● **Data section**:
________________________

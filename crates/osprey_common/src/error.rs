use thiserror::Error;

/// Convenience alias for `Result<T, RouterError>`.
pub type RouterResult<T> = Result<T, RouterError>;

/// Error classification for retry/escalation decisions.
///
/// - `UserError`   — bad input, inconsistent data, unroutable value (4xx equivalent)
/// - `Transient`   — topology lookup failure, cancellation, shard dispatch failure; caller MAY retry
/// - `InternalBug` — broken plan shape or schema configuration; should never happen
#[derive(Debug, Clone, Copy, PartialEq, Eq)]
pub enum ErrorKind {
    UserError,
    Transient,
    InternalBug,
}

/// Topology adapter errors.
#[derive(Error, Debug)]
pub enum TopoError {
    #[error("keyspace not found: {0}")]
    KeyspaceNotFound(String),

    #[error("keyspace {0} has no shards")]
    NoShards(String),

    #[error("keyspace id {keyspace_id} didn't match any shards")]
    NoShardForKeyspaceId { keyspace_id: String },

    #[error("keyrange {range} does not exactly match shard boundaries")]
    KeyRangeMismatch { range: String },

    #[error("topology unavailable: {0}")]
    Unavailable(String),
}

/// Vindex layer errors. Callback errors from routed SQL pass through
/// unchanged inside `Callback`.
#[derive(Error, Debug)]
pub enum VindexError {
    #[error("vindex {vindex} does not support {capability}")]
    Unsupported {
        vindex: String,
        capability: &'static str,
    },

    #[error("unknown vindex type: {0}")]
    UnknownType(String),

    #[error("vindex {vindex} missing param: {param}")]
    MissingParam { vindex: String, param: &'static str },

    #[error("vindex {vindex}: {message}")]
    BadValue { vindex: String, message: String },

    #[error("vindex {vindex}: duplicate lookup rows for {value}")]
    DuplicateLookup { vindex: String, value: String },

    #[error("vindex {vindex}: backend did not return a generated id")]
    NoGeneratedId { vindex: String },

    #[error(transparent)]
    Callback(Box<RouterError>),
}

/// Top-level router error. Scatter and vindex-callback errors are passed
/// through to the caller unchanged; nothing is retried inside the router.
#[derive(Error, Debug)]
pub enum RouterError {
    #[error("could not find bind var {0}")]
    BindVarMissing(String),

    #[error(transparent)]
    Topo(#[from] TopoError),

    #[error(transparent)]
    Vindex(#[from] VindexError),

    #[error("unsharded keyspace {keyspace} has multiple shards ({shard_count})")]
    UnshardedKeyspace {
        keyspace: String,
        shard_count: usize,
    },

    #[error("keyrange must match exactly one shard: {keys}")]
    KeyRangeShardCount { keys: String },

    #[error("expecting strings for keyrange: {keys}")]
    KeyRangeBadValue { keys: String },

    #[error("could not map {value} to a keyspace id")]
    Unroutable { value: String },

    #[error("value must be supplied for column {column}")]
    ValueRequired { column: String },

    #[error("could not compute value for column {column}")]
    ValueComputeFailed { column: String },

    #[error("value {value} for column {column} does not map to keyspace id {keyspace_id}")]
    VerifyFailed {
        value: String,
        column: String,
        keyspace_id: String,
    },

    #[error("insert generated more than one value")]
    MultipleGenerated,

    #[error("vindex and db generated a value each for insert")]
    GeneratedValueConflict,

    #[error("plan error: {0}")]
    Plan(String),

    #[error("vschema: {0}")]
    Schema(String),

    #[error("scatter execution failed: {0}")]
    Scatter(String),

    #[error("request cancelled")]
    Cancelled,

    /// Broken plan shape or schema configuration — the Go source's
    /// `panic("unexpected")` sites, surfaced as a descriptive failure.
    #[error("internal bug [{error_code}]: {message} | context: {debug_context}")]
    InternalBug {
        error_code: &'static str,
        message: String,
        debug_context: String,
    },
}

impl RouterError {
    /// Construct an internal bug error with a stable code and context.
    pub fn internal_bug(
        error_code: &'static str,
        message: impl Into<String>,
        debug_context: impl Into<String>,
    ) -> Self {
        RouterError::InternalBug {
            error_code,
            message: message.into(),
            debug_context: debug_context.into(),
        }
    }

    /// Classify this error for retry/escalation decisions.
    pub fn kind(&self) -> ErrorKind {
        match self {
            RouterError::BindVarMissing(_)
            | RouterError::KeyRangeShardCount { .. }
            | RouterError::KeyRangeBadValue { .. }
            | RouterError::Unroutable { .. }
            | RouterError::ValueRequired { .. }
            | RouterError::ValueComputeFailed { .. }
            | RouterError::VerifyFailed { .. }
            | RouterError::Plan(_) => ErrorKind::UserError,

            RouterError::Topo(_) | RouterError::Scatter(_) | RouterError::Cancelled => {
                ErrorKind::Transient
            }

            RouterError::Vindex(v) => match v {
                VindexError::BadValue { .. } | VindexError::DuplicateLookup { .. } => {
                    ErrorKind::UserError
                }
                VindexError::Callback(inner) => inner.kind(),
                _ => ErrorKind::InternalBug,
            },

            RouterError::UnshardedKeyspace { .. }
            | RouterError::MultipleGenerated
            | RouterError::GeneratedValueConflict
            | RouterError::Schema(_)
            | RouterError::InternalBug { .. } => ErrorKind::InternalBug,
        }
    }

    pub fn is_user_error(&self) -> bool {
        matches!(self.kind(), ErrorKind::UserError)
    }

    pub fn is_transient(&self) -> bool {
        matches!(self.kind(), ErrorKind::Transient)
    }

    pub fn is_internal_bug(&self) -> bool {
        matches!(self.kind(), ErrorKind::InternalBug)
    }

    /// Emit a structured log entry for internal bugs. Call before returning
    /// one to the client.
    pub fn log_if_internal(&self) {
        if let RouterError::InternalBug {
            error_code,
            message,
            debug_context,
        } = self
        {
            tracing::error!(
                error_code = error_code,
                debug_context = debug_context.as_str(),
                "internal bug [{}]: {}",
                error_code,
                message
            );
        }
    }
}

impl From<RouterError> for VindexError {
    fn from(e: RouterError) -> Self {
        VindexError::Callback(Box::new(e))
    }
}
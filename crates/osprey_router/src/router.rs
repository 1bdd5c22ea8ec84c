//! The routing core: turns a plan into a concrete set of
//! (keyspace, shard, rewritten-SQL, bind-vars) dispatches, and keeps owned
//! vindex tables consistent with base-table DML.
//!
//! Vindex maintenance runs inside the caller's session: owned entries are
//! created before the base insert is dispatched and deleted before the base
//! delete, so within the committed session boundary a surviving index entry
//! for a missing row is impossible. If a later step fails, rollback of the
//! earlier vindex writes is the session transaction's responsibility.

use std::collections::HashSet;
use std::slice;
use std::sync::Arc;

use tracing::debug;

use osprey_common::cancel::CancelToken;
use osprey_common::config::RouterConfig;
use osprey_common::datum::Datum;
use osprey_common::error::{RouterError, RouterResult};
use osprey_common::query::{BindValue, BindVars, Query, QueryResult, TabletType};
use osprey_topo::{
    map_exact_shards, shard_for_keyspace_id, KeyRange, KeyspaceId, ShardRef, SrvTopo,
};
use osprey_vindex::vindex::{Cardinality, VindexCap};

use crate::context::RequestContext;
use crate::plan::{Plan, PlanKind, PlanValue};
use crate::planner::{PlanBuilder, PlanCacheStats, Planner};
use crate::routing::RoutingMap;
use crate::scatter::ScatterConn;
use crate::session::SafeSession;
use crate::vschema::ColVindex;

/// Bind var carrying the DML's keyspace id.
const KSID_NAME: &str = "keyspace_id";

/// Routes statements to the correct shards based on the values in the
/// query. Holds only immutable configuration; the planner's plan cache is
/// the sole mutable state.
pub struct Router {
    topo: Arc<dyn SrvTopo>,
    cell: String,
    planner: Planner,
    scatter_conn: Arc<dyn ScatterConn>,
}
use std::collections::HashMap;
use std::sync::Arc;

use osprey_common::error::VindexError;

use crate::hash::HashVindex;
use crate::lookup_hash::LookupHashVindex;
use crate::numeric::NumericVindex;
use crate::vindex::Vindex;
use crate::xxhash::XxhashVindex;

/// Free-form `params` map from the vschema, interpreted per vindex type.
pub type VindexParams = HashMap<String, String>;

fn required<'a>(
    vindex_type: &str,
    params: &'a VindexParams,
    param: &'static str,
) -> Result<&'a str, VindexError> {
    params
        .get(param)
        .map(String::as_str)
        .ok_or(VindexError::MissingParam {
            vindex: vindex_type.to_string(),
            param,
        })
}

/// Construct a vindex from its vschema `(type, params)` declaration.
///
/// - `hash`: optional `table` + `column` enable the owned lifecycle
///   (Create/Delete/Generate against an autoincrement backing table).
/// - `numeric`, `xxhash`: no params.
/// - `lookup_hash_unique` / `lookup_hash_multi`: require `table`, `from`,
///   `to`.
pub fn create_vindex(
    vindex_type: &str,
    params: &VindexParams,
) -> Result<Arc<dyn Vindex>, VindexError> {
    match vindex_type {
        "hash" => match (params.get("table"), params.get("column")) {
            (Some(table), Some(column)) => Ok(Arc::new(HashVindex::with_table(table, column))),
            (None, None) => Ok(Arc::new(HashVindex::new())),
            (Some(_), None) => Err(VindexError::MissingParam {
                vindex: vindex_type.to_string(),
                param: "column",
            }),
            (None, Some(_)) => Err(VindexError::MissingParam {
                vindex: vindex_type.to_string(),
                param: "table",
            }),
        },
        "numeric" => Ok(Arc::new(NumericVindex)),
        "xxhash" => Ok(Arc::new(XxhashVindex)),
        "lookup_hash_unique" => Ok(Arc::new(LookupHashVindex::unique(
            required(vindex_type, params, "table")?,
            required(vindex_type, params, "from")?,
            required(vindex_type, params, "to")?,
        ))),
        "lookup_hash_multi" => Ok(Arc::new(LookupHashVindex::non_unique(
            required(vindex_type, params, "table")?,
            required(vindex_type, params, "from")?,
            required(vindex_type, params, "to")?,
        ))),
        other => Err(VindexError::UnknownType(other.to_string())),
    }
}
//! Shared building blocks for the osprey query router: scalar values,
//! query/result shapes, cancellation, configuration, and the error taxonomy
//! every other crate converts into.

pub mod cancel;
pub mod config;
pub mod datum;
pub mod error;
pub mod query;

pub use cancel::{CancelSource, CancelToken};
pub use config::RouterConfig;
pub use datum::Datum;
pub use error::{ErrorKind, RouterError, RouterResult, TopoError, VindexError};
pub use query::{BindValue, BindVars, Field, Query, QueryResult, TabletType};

________________________

● **What you need to do**: Return every line of the material in which the word "enum" is found.

● **Response to the exercise**:
pub enum ErrorKind {
pub enum TopoError {
pub enum VindexError {
pub enum RouterError {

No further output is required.